We are rolling out our #KnifeFree chicken boxes in over 210 chicken shops in England and Wales, including Morley’s, Dixy Chicken and Chicken Cottage. They use real life stories to show people how they can go #KnifeFree. pic.twitter.com/vrG4WWa56v
— Home Office (@ukhomeoffice) August 14, 2019
This isn’t the first time something like this has happened; who can forget the 2013 ‘Go Home or Face Arrest’ white vans?
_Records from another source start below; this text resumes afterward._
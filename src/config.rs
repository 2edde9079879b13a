//! Configuration for mark/reset iteration

/// Configuration parameters for a [`MarkReset`](crate::MarkReset) iterator
///
/// None of these change which items are returned; they only control how
/// the replay buffer allocates and whether occupancy is profiled.
#[derive(Debug, Clone, PartialEq, Eq)]
pub struct MarkResetConfig {
    /// Slots reserved when the buffer is first created
    pub initial_capacity: usize,

    /// Capacity kept once the buffer drains; anything above is released
    pub retained_capacity: usize,

    /// Record a [`BufferProfile`](crate::BufferProfile) while iterating
    pub profile: bool,
}

impl Default for MarkResetConfig {
    fn default() -> Self {
        Self {
            initial_capacity: 0,
            retained_capacity: 64,
            profile: false,
        }
    }
}

impl MarkResetConfig {
    /// Configuration sized for marks spanning roughly `window` items
    pub fn for_window(window: usize) -> Self {
        Self {
            initial_capacity: window,
            retained_capacity: window.max(Self::default().retained_capacity),
            ..Self::default()
        }
    }

    /// Set the initial buffer capacity
    pub fn with_initial_capacity(mut self, capacity: usize) -> Self {
        self.initial_capacity = capacity;
        self
    }

    /// Set the capacity retained after the buffer drains
    pub fn with_retained_capacity(mut self, capacity: usize) -> Self {
        self.retained_capacity = capacity;
        self
    }

    /// Enable or disable occupancy profiling
    pub fn with_profile(mut self, profile: bool) -> Self {
        self.profile = profile;
        self
    }
}
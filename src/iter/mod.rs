//! Mark/reset iterator
//!
//! Wraps a forward-only source and hands its items out in order, while
//! allowing the caller to place a mark, rewind to it, or drop it.
//!
//! Memory: the buffer holds the items between the active mark and the
//! furthest item pulled from the source. With no mark active, replayed
//! items are released as soon as they are handed out.

use std::fmt;
use std::iter::Peekable;

use tracing::{debug, trace};

use crate::buffer::ReplayBuffer;
use crate::config::MarkResetConfig;
use crate::space::{BufferProfile, SpaceTracker};
use crate::{MarkResetError, Result};

/// Forward iterator with mark, reset and clear-mark support
///
/// # Example
///
/// ```
/// use markreset::MarkReset;
///
/// let mut it = MarkReset::new(1..=5);
/// assert_eq!(it.next(), Some(1));
/// it.mark();
/// assert_eq!(it.next(), Some(2));
/// assert_eq!(it.next(), Some(3));
/// it.reset().unwrap();
/// assert_eq!(it.collect::<Vec<_>>(), vec![2, 3, 4, 5]);
/// ```
pub struct MarkReset<I: Iterator> {
    source: Peekable<I>,

    /// Created on the first mark, dropped once drained with no mark active
    buffer: Option<ReplayBuffer<I::Item>>,

    marked: bool,

    config: MarkResetConfig,
    tracker: SpaceTracker,
}

impl<I> MarkReset<I>
where
    I: Iterator,
    I::Item: Clone,
{
    /// Wrap `source` with the default configuration
    pub fn new(source: I) -> Self {
        Self::with_config(source, MarkResetConfig::default())
    }

    /// Wrap `source` with an explicit configuration
    pub fn with_config(source: I, config: MarkResetConfig) -> Self {
        let tracker = SpaceTracker::new(config.profile);
        Self {
            source: source.peekable(),
            buffer: None,
            marked: false,
            config,
            tracker,
        }
    }

    /// True if a replay is pending or the source has more items
    ///
    /// Pulls at most one item from the source, which is held until the
    /// next call to [`next_item`](Self::next_item).
    pub fn has_next(&mut self) -> bool {
        self.pending() > 0 || self.source.peek().is_some()
    }

    /// Return the next item, or [`MarkResetError::Exhausted`]
    pub fn next_item(&mut self) -> Result<I::Item> {
        let marked = self.marked;
        let replayed = match self.buffer.as_mut() {
            Some(buffer) if buffer.has_pending() => {
                if marked {
                    buffer.replay_next().map(|item| (item, 0))
                } else {
                    // Not re-captured: release it right away
                    buffer.pop_pending().map(|item| (item, 1))
                }
            }
            _ => None,
        };

        if let Some((item, released)) = replayed {
            let buffered = self.buffered_len();
            self.tracker.record_replay(released, buffered);
            if !marked {
                self.drop_drained_buffer();
            }
            return Ok(item);
        }

        let item = self.source.next().ok_or(MarkResetError::Exhausted)?;
        if marked {
            let buffer = self.buffer.get_or_insert_with(|| {
                ReplayBuffer::with_capacity(
                    self.config.initial_capacity,
                    self.config.retained_capacity,
                )
            });
            buffer.push(item.clone());
            self.tracker.record_buffered(buffer.len());
        }
        Ok(item)
    }

    /// Start recording so a later [`reset`](Self::reset) can rewind here
    ///
    /// Marking while already marked moves the mark to the current
    /// position. Items still waiting to be replayed are kept.
    pub fn mark(&mut self) {
        let config = &self.config;
        let buffer = self.buffer.get_or_insert_with(|| {
            ReplayBuffer::with_capacity(config.initial_capacity, config.retained_capacity)
        });
        let trimmed = buffer.trim_visited();
        let buffered = buffer.len();

        if trimmed > 0 {
            trace!(trimmed, buffered, "mark: trimmed visited prefix");
        }
        debug!(
            remarked = self.marked,
            pending = buffered,
            "mark placed"
        );

        self.marked = true;
        self.tracker.record_mark(trimmed, buffered);
    }

    /// Rewind to the most recent mark
    ///
    /// The mark is consumed; call [`mark`](Self::mark) again to capture the
    /// same span a second time.
    ///
    /// # Errors
    ///
    /// [`MarkResetError::InvalidState`] if no mark is active. Nothing is
    /// changed in that case.
    pub fn reset(&mut self) -> Result<()> {
        if !self.marked {
            return Err(MarkResetError::InvalidState {
                op: "reset",
                reason: "no active mark",
            });
        }

        self.marked = false;
        if let Some(buffer) = self.buffer.as_mut() {
            buffer.rewind();
        }

        let buffered = self.buffered_len();
        debug!(replay = buffered, "reset to mark");
        self.tracker.record_reset(buffered);
        self.drop_drained_buffer();
        Ok(())
    }

    /// Drop the active mark without rewinding
    ///
    /// Items recorded since the mark are released. If the mark was placed
    /// during an earlier replay, the rest of that replay still comes out
    /// before the source resumes.
    ///
    /// # Errors
    ///
    /// [`MarkResetError::InvalidState`] if no mark is active. Nothing is
    /// changed in that case.
    pub fn clear_mark(&mut self) -> Result<()> {
        if !self.marked {
            return Err(MarkResetError::InvalidState {
                op: "clear_mark",
                reason: "no active mark",
            });
        }

        self.marked = false;
        let trimmed = self
            .buffer
            .as_mut()
            .map_or(0, ReplayBuffer::trim_visited);

        let buffered = self.buffered_len();
        debug!(trimmed, pending = buffered, "mark cleared");
        self.tracker.record_clear(trimmed, buffered);
        self.drop_drained_buffer();
        Ok(())
    }

    /// Removing items from the underlying sequence is never supported
    ///
    /// # Errors
    ///
    /// Always [`MarkResetError::UnsupportedOperation`].
    pub fn remove(&mut self) -> Result<()> {
        Err(MarkResetError::UnsupportedOperation { op: "remove" })
    }

    /// Look at the next item without consuming it
    ///
    /// Neither the mark nor the buffer is touched.
    pub fn peek(&mut self) -> Option<&I::Item> {
        if let Some(item) = self.buffer.as_ref().and_then(ReplayBuffer::peek_pending) {
            return Some(item);
        }
        self.source.peek()
    }

    /// Consume and return the next item only if `pred` accepts it
    pub fn next_if(&mut self, pred: impl FnOnce(&I::Item) -> bool) -> Option<I::Item> {
        if self.peek().map_or(false, pred) {
            self.next_item().ok()
        } else {
            None
        }
    }

    /// True between a `mark` and the next `reset` or `clear_mark`
    pub fn is_marked(&self) -> bool {
        self.marked
    }

    /// True while buffered items are still waiting to be replayed
    pub fn is_replaying(&self) -> bool {
        self.pending() > 0
    }

    /// Items currently held by the buffer
    pub fn buffered_len(&self) -> usize {
        self.buffer.as_ref().map_or(0, ReplayBuffer::len)
    }

    /// Slots currently allocated by the buffer
    pub fn buffer_capacity(&self) -> usize {
        self.buffer.as_ref().map_or(0, ReplayBuffer::capacity)
    }

    /// Occupancy statistics
    pub fn space(&self) -> &SpaceTracker {
        &self.tracker
    }

    /// Buffer profile, if enabled in the configuration
    pub fn profile(&self) -> Option<&BufferProfile> {
        self.tracker.profile()
    }

    /// Take the buffer profile out of the iterator
    pub fn take_profile(&mut self) -> Option<BufferProfile> {
        self.tracker.take_profile()
    }

    fn pending(&self) -> usize {
        self.buffer.as_ref().map_or(0, ReplayBuffer::pending)
    }

    fn drop_drained_buffer(&mut self) {
        if !self.marked && self.buffered_len() == 0 && self.buffer.take().is_some() {
            trace!("replay buffer drained and dropped");
        }
    }
}

impl<I> Iterator for MarkReset<I>
where
    I: Iterator,
    I::Item: Clone,
{
    type Item = I::Item;

    fn next(&mut self) -> Option<Self::Item> {
        self.next_item().ok()
    }

    fn size_hint(&self) -> (usize, Option<usize>) {
        let pending = self.pending();
        let (lower, upper) = self.source.size_hint();
        (
            lower.saturating_add(pending),
            upper.and_then(|n| n.checked_add(pending)),
        )
    }
}

impl<I> fmt::Debug for MarkReset<I>
where
    I: Iterator,
    I::Item: fmt::Debug,
{
    fn fmt(&self, f: &mut fmt::Formatter<'_>) -> fmt::Result {
        f.debug_struct("MarkReset")
            .field("marked", &self.marked)
            .field("buffer", &self.buffer)
            .field("config", &self.config)
            .field("tracker", &self.tracker)
            .finish_non_exhaustive()
    }
}

/// Extension trait adding [`markable`](Markable::markable) to every iterator
pub trait Markable: Iterator + Sized
where
    Self::Item: Clone,
{
    /// Wrap this iterator in a [`MarkReset`]
    fn markable(self) -> MarkReset<Self> {
        MarkReset::new(self)
    }

    /// Wrap this iterator in a [`MarkReset`] with an explicit configuration
    fn markable_with(self, config: MarkResetConfig) -> MarkReset<Self> {
        MarkReset::with_config(self, config)
    }
}

impl<I> Markable for I
where
    I: Iterator,
    I::Item: Clone,
{
}
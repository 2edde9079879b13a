//! Consecutive-key run grouping
//!
//! Splits a key-sorted stream into runs of equal keys. Each run is read
//! ahead one item at a time: mark, read, and if the item belongs to the
//! next run, reset so it is read again as that run's first item.

use std::fmt;

use crate::config::MarkResetConfig;
use crate::iter::MarkReset;

/// Iterator over runs of consecutive items sharing a key
///
/// # Example
///
/// ```
/// use markreset::group_runs;
///
/// let events = vec![(1, "a"), (1, "b"), (2, "c"), (1, "d")];
/// let runs: Vec<Vec<_>> = group_runs(events, |e| e.0).collect();
/// assert_eq!(runs.len(), 3);
/// assert_eq!(runs[0], vec![(1, "a"), (1, "b")]);
/// ```
pub struct KeyedRuns<I: Iterator, F> {
    inner: MarkReset<I>,
    key: F,
}

impl<I, K, F> KeyedRuns<I, F>
where
    I: Iterator,
    I::Item: Clone,
    F: FnMut(&I::Item) -> K,
    K: PartialEq,
{
    /// Group the items of an existing mark/reset iterator
    pub fn new(inner: MarkReset<I>, key: F) -> Self {
        Self { inner, key }
    }

    /// Borrow the underlying iterator (e.g. for its space statistics)
    pub fn get_ref(&self) -> &MarkReset<I> {
        &self.inner
    }

    /// Unwrap the underlying iterator
    pub fn into_inner(self) -> MarkReset<I> {
        self.inner
    }
}

impl<I, K, F> Iterator for KeyedRuns<I, F>
where
    I: Iterator,
    I::Item: Clone,
    F: FnMut(&I::Item) -> K,
    K: PartialEq,
{
    type Item = Vec<I::Item>;

    fn next(&mut self) -> Option<Self::Item> {
        let first = self.inner.next_item().ok()?;
        let run_key = (self.key)(&first);
        let mut run = vec![first];

        while self.inner.has_next() {
            self.inner.mark();
            let Ok(item) = self.inner.next_item() else {
                break;
            };

            if (self.key)(&item) == run_key {
                run.push(item);
            } else {
                // First item of the next run; the mark above is still active
                let rewound = self.inner.reset();
                debug_assert!(rewound.is_ok(), "reset right after mark failed");
                break;
            }
        }

        if self.inner.is_marked() {
            let cleared = self.inner.clear_mark();
            debug_assert!(cleared.is_ok(), "clear_mark with active mark failed");
        }
        Some(run)
    }
}

impl<I, F> fmt::Debug for KeyedRuns<I, F>
where
    I: Iterator,
    I::Item: fmt::Debug,
{
    fn fmt(&self, f: &mut fmt::Formatter<'_>) -> fmt::Result {
        f.debug_struct("KeyedRuns")
            .field("inner", &self.inner)
            .finish_non_exhaustive()
    }
}

/// Group consecutive items of `items` that map to equal keys
pub fn group_runs<T, K, F>(items: T, key: F) -> KeyedRuns<T::IntoIter, F>
where
    T: IntoIterator,
    T::Item: Clone,
    F: FnMut(&T::Item) -> K,
    K: PartialEq,
{
    group_runs_with(items, key, MarkResetConfig::default())
}

/// [`group_runs`] with an explicit buffer configuration
pub fn group_runs_with<T, K, F>(items: T, key: F, config: MarkResetConfig) -> KeyedRuns<T::IntoIter, F>
where
    T: IntoIterator,
    T::Item: Clone,
    F: FnMut(&T::Item) -> K,
    K: PartialEq,
{
    KeyedRuns::new(MarkReset::with_config(items.into_iter(), config), key)
}
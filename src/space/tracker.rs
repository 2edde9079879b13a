//! Occupancy tracking for the replay buffer

use super::BufferProfile;

/// Tracks buffer occupancy during iteration
#[derive(Debug, Clone)]
pub struct SpaceTracker {
    /// Items currently buffered
    current: usize,

    /// Maximum seen
    max: usize,

    /// Profile data (if enabled)
    profile: Option<BufferProfile>,
}

impl SpaceTracker {
    /// Create new tracker
    pub fn new(profile_enabled: bool) -> Self {
        Self {
            current: 0,
            max: 0,
            profile: profile_enabled.then(BufferProfile::default),
        }
    }

    /// A fresh item was pulled from the source and buffered
    pub fn record_buffered(&mut self, buffered: usize) {
        self.observe(buffered);
    }

    /// An item was served from the buffer; `released` if it left the buffer
    pub fn record_replay(&mut self, released: usize, buffered: usize) {
        if let Some(ref mut p) = self.profile {
            p.replayed += 1;
            p.trimmed += released;
        }
        self.observe(buffered);
    }

    /// Mark placed; `trimmed` visited items were dropped to re-base it
    pub fn record_mark(&mut self, trimmed: usize, buffered: usize) {
        if let Some(ref mut p) = self.profile {
            p.marks += 1;
            p.trimmed += trimmed;
        }
        self.observe(buffered);
    }

    /// Mark consumed by a rewind
    pub fn record_reset(&mut self, buffered: usize) {
        if let Some(ref mut p) = self.profile {
            p.resets += 1;
            p.timeline.push((p.resets, buffered));
        }
        self.observe(buffered);
    }

    /// Mark dropped without rewinding
    pub fn record_clear(&mut self, trimmed: usize, buffered: usize) {
        if let Some(ref mut p) = self.profile {
            p.cleared_marks += 1;
            p.trimmed += trimmed;
        }
        self.observe(buffered);
    }

    fn observe(&mut self, buffered: usize) {
        self.current = buffered;
        self.max = self.max.max(buffered);

        if let Some(ref mut p) = self.profile {
            p.max_buffered = self.max;
        }
    }

    /// Items buffered after the last recorded operation
    pub fn current_buffered(&self) -> usize {
        self.current
    }

    /// Get maximum number of items buffered at once
    pub fn max_buffered(&self) -> usize {
        self.max
    }

    /// Borrow the profile, if profiling is enabled
    pub fn profile(&self) -> Option<&BufferProfile> {
        self.profile.as_ref()
    }

    /// Take profile (profiling stops afterwards)
    pub fn take_profile(&mut self) -> Option<BufferProfile> {
        self.profile.take()
    }
}
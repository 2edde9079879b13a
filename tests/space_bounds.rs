//! Buffer bound verification tests

use markreset::{MarkReset, MarkResetConfig};
use test_helpers::*;

#[test]
fn test_repeated_cycles_do_not_grow_buffer() {
    let config = MarkResetConfig::default().with_profile(true);
    let mut it = MarkReset::with_config(0u64.., config);

    for cycle in 0..1_000 {
        it.mark();
        let ahead = read_n(&mut it, 10);
        it.reset().expect("reset after mark");
        let replay = read_n(&mut it, 10);
        assert_eq!(ahead, replay, "cycle {}", cycle);
        assert_eq!(it.buffered_len(), 0, "buffer not drained after cycle {}", cycle);
    }

    let profile = it.profile().expect("profiling enabled");
    assert!(profile.satisfies_bound(10), "max buffered {}", profile.max_buffered);
    assert_eq!(profile.marks, 1_000);
    assert_eq!(profile.resets, 1_000);
    assert_eq!(profile.replayed, 10_000);
    assert_eq!(profile.trimmed, 10_000);
    assert!(profile.timeline.iter().all(|&(_, buffered)| buffered == 10));
}

#[test]
fn test_lookahead_by_remarking_holds_one_item() {
    // Mark before every read, the way a key-run scan peeks one row ahead
    let mut it = MarkReset::new(0u32..10_000);
    while it.has_next() {
        it.mark();
        let item = it.next_item().expect("has_next said so");
        if item % 100 == 99 {
            it.reset().expect("reset");
            it.next_item().expect("replayed item");
        }
        assert!(it.buffered_len() <= 1);
    }
    assert!(it.space().max_buffered() <= 1);
}

#[test]
fn test_nested_marks_during_replay_stay_bounded() {
    let mut it = MarkReset::new(0u32..100_000);
    let window = 32;

    for _ in 0..500 {
        it.mark();
        read_n(&mut it, window);
        it.reset().expect("reset");
        // Half the replay, then re-mark in the middle of it
        read_n(&mut it, window / 2);
        it.mark();
        read_n(&mut it, window);
        it.reset().expect("reset");
        while it.is_replaying() {
            it.next();
        }
        assert_eq!(it.buffered_len(), 0);
    }

    assert!(
        it.space().max_buffered() <= window + window / 2,
        "max buffered {} exceeds window",
        it.space().max_buffered()
    );
}

#[test]
fn test_capacity_released_after_large_mark() {
    let config = MarkResetConfig::default().with_retained_capacity(8);
    let mut it = MarkReset::with_config(0u32..50_000, config);

    it.mark();
    read_n(&mut it, 20_000);
    assert!(it.buffer_capacity() >= 20_000);

    // Re-marking drops the visited span but keeps the buffer alive
    it.mark();
    assert_eq!(it.buffered_len(), 0);
    assert!(it.buffer_capacity() < 20_000);

    it.clear_mark().expect("clear");
    assert_eq!(it.buffer_capacity(), 0);
}
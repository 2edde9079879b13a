use std::fs::File;
use std::io::{self, BufReader};
use std::path::PathBuf;

use anyhow::{Context, Result};
use clap::{Parser, Subcommand};
use markreset::{group_lines, window_lines, GroupOptions, MarkResetConfig, SpaceTracker};

#[derive(Parser, Debug)]
#[command(name = "markreset", about = "Key-run grouping and windowed scans over line streams")]
struct Cli {
    #[command(subcommand)]
    command: Commands,

    /// Print the replay buffer profile to stderr when done.
    #[arg(long, global = true)]
    profile: bool,
}

#[derive(Subcommand, Debug)]
enum Commands {
    /// Group consecutive rows sharing a key column and count each run.
    Group {
        /// Delimited input file, sorted (or at least clustered) by key.
        input: PathBuf,
        /// Zero-based index of the key column.
        #[arg(long, default_value_t = 0)]
        key_column: usize,
        /// Column delimiter.
        #[arg(long, default_value_t = '\t')]
        delimiter: char,
        /// Skip the first line.
        #[arg(long)]
        skip_header: bool,
    },
    /// Print every window of consecutive lines, rewinding after each one.
    Windows {
        /// Input file (one record per line).
        input: PathBuf,
        /// Lines per window.
        #[arg(long, default_value_t = 3)]
        size: usize,
    },
}

fn main() -> Result<()> {
    tracing_subscriber::fmt()
        .with_env_filter(
            tracing_subscriber::EnvFilter::try_from_default_env()
                .unwrap_or_else(|_| tracing_subscriber::EnvFilter::new("warn")),
        )
        .with_writer(std::io::stderr)
        .init();

    let cli = Cli::parse();
    let config = MarkResetConfig::default().with_profile(cli.profile);

    let space = match cli.command {
        Commands::Group {
            input,
            key_column,
            delimiter,
            skip_header,
        } => run_group(
            input,
            GroupOptions {
                key_column,
                delimiter,
                skip_header,
            },
            config,
        )?,
        Commands::Windows { input, size } => run_windows(input, size, config)?,
    };

    if let Some(profile) = space.profile() {
        eprintln!("{}", profile.report());
    }

    Ok(())
}

fn run_group(
    input_path: PathBuf,
    options: GroupOptions,
    config: MarkResetConfig,
) -> Result<SpaceTracker> {
    let reader = open_input(&input_path)?;
    let stdout = io::stdout();
    let mut out = stdout.lock();
    group_lines(reader, &mut out, &options, config)
        .with_context(|| format!("grouping {} failed", input_path.display()))
}

fn run_windows(input_path: PathBuf, size: usize, config: MarkResetConfig) -> Result<SpaceTracker> {
    let reader = open_input(&input_path)?;
    let stdout = io::stdout();
    let mut out = stdout.lock();
    window_lines(reader, &mut out, size, config)
        .with_context(|| format!("windowing {} failed", input_path.display()))
}

fn open_input(path: &PathBuf) -> Result<BufReader<File>> {
    let file = File::open(path).with_context(|| format!("failed to open {}", path.display()))?;
    Ok(BufReader::new(file))
}
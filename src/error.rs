//! Error types for the TCG engine
//!
//! Rule violations inside a game (bad card index, not enough mana) are not
//! errors: the phase handler logs them and re-polls. These variants cover
//! construction, configuration and I/O.

use thiserror::Error;

#[derive(Error, Debug)]
pub enum TcgError {
    #[error("Invalid deck: {0}")]
    InvalidDeck(String),

    #[error("Invalid configuration: {0}")]
    InvalidConfig(String),

    #[error("Invalid controller script: {0}")]
    InvalidScript(String),

    #[error("IO error: {0}")]
    Io(#[from] std::io::Error),

    #[error("Serialization error: {0}")]
    Serialization(#[from] serde_json::Error),
}

pub type Result<T> = std::result::Result<T, TcgError>;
Most of us would have thought that the uproar that was caused would have made them think twice before a campaign which makes no secret of racially targeting and profiling, yet it seems that the recent chicken box campaign lacks any thought at all—or, too much racist thought.
The public reaction to this is best summed up by a tweet by Labour MP David Lammy, who quoted the Home Offices tweet saying, ‘Is this some kind of joke?! Why have you chosen chicken shops? What's next, #KnifeFree watermelons?’
Is this some kind of joke?! Why have you chosen chicken shops? What's next, #KnifeFree watermelons? https://t.co/34DwwxSmCN
— David Lammy (@DavidLammy) August 14, 2019
Of course, there’s the argument that they may simply be trying to reach out to young people. However, there’s no denying that the decision to only do this in spaces which are so typically inhabited by black children is racist. I find myself thinking back to the times that me and my friends were littered outside chicken shops having fun and being rowdy. I think back to us with all our hopes and complexities and realise that to government we are just potential criminals. When the government makes targeted campaigns such as this, it alienates people of colour even further. When you consider all the different channels this campaign must have gone through, all the different people who had to sign off on it; It troubles me that no one was like ‘guys this is a really stupid idea.’
Diane Abbott, also responded to the campaign saying, “Instead of investing in a public health approach to violent crime, the Home Office have opted for yet another crude, offensive and probably expensive campaign,” she tweeted. “They would do better to invest in our communities not demonise them.” She’s right—rather than channelling funds into the existing grassroots organisations doing real work on the ground to tackle youth knife crime, they’ve printed racist takeaway boxes.
This may seem simple on the outside—surely it’s just a box of chicken, after all. But when you’ve grown up not being able to just walk past a police officer without getting stopped for a search, when you’ve grown up in skin that was constantly villainised, skin that makes you the most likely suspect, campaigns such as these are just another way in which we are forced into otherness within society within our seemingly safe, everyday spaces.